Andrea Tappe – IT Security: A practical introduction

This workshop will be run as a simulation exercise. The participating business analysts (BAs) begin a Requirements Analysis and Design Definition process for a small company which is going through a system upgrade. During the process, a security issue is uncovered – participants must work in small groups to plan a response. An additional security subject matter expert will be available for interviews and solution reviews to make the simulation as realistic as possible.

This workshop will give the BAs an opportunity to apply their requirements gathering and analysis skills to a common security problem (PCI-DSS compliance) with support and coaching.

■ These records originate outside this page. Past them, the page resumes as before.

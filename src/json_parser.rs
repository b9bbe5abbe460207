/*

    Provide utilities to parse the JSON files read by this crate.

    The parser is somewhat robust, let <a> be integer or float type,
    in JSON file <a> can be given both in quotes (string) or as is.

    e.g. In JSON file both
    "maxDepth": "6" and "maxDepth": 6
    works as max_depth: Int in source code

    @date: 2 Oct, 2025
    @author: bartu
*/

use std::fs::File;
use std::io::BufReader;
use std::path::Path;

use serde::de::{self, DeserializeOwned};
use serde::{Deserialize, Deserializer};

use crate::prelude::*;

/// Open a JSON file and deserialize it into T.
pub fn parse_json_file<T, P>(path: P) -> Result<T, Box<dyn std::error::Error>>
where
    T: DeserializeOwned,
    P: AsRef<Path>,
{
    let path = path.as_ref();

    // Open file
    let file = File::open(path)?;
    let reader = BufReader::new(file);
    debug!("Reading file from {}", path.display());

    let parsed: T = serde_json::from_reader(reader)?;
    Ok(parsed)
}

pub(crate) fn deser_int<'de, D>(deserializer: D) -> Result<Int, D::Error>
where
    D: Deserializer<'de>,
{
    /*
        Deserialize integer type given as either string or number in JSON
    */
    let s: serde_json::Value = Deserialize::deserialize(deserializer)?;
    match s {
        serde_json::Value::Number(n) => n.as_i64()
            .and_then(|v| Int::try_from(v).ok())
            .ok_or_else(|| de::Error::custom("Invalid integer")),
        serde_json::Value::String(s) => s.trim().parse::<Int>()
            .map_err(|_| de::Error::custom("Failed to parse integer from string")),
        t => Err(de::Error::custom(format!("Expected int or string, found {t}"))),
    }
}

// Handles floats as string or number
pub(crate) fn deser_float<'de, D>(deserializer: D) -> Result<Float, D::Error>
where
    D: Deserializer<'de>,
{
    /*
        Deserialize float type given as either string or number in JSON
    */
    let s: serde_json::Value = Deserialize::deserialize(deserializer)?;
    match s {
        serde_json::Value::Number(n) => n.as_f64()
            .map(|v| v as Float)
            .ok_or_else(|| de::Error::custom("Invalid float")),
        serde_json::Value::String(s) => s.trim().parse::<Float>()
            .map_err(|_| de::Error::custom("Failed to parse float from string")),
        t => Err(de::Error::custom(format!("Expected float or string, found {t}"))),
    }
}

pub(crate) fn deser_bool<'de, D>(deserializer: D) -> Result<bool, D::Error>
where
    D: Deserializer<'de>,
{
    struct BoolVisitor;

    impl<'de> serde::de::Visitor<'de> for BoolVisitor {
        type Value = bool;

        fn expecting(&self, f: &mut std::fmt::Formatter) -> std::fmt::Result {
            write!(f, "a boolean or a string containing true/false")
        }

        fn visit_bool<E>(self, v: bool) -> Result<bool, E>
        where
            E: serde::de::Error,
        {
            Ok(v)
        }

        fn visit_str<E>(self, v: &str) -> Result<bool, E>
        where
            E: serde::de::Error,
        {
            match v.to_lowercase().as_str() {
                "true" => Ok(true),
                "false" => Ok(false),
                "1" => Ok(true),
                "0" => Ok(false),
                _ => Err(E::custom(format!("invalid bool '{}'", v))),
            }
        }

        fn visit_string<E>(self, v: String) -> Result<bool, E>
        where
            E: serde::de::Error,
        {
            self.visit_str(&v)
        }

        fn visit_u64<E>(self, v: u64) -> Result<bool, E>
        where
            E: serde::de::Error,
        {
            Ok(v != 0)
        }

        fn visit_i64<E>(self, v: i64) -> Result<bool, E>
        where
            E: serde::de::Error,
        {
            Ok(v != 0)
        }
    }

    deserializer.deserialize_any(BoolVisitor)
}


#[cfg(test)]
mod tests {
    use super::*;

    #[derive(Deserialize, Debug)]
    struct Lenient {
        #[serde(deserialize_with = "deser_int")]
        depth: Int,
        #[serde(deserialize_with = "deser_float")]
        limit: Float,
        #[serde(deserialize_with = "deser_bool")]
        quiet: bool,
    }

    #[test]
    fn accepts_numbers_given_as_numbers() {
        let v: Lenient = serde_json::from_str(r#"{"depth": 6, "limit": 2.5, "quiet": true}"#).unwrap();
        assert_eq!(v.depth, 6);
        assert_eq!(v.limit, 2.5);
        assert!(v.quiet);
    }

    #[test]
    fn accepts_numbers_given_as_strings() {
        let v: Lenient = serde_json::from_str(r#"{"depth": "6", "limit": " 2.5", "quiet": "0"}"#).unwrap();
        assert_eq!(v.depth, 6);
        assert_eq!(v.limit, 2.5);
        assert!(!v.quiet);
    }

    #[test]
    fn float_field_accepts_integer_literal() {
        let v: Lenient = serde_json::from_str(r#"{"depth": -1, "limit": 60, "quiet": 1}"#).unwrap();
        assert_eq!(v.depth, -1);
        assert_eq!(v.limit, 60.0);
        assert!(v.quiet);
    }

    #[test]
    fn rejects_garbage() {
        assert!(serde_json::from_str::<Lenient>(r#"{"depth": "six", "limit": 1, "quiet": true}"#).is_err());
        assert!(serde_json::from_str::<Lenient>(r#"{"depth": 1, "limit": [1], "quiet": true}"#).is_err());
        assert!(serde_json::from_str::<Lenient>(r#"{"depth": 1, "limit": 1, "quiet": "maybe"}"#).is_err());
        assert!(serde_json::from_str::<Lenient>(r#"{"depth": 1.5, "limit": 1, "quiet": true}"#).is_err());
    }
}
/* 

This is intended to quickly import commonly used modules across
the crate.

@date: 8 Nov, 2025
@author: bartu
*/

// Almost every module uses tracing, so I'm adding it here
pub use tracing::{info, error, warn, debug};
pub use smart_default::SmartDefault;
pub use serde::{Deserialize};

pub use crate::numeric::{*};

By the end of the session, participants will have one (or more) strategies to identify and address IT Security issues. Participants will learn:

  • How to apply the BA Elicitation and Collaboration, Strategy Analysis, Requirements Analysis and Design Definition, and Solution Evaluation knowledge areas to address a security issue which is identified during the requirements elicitation phase of a project
  • About the PCI-DSS security standards

After attending this workshop, the BAs who attend this training will be able to provide basic security awareness advice (trusted adviser) to their employer.


Andrea Tappe – Senior Consultant, Terra Firma

Andrea is a Senior Consultant at Terra Firma Business Consulting. She has worked as a business analyst, a project manager and, more recently, as an information security consultant.